**What to produce**:
As the answer, give a copy of each line below that includes the word "benches".

Data section below:

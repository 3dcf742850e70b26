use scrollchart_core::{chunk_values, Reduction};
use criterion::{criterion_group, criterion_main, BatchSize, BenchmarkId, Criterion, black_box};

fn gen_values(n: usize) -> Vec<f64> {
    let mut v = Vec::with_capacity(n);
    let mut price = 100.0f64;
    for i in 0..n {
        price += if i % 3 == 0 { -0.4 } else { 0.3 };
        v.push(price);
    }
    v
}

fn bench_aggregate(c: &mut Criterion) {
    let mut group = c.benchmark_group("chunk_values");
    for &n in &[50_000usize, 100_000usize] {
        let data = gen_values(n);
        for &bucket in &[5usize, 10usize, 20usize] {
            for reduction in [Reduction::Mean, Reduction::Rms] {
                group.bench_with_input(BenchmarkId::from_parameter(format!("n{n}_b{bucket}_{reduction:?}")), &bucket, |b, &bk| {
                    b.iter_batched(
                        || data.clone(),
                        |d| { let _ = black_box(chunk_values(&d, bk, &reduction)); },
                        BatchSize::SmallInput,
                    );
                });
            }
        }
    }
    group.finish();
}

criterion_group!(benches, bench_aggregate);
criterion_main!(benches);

End of Data section.

**Solved exercise**:
criterion_group!(benches, bench_aggregate);
criterion_main!(benches);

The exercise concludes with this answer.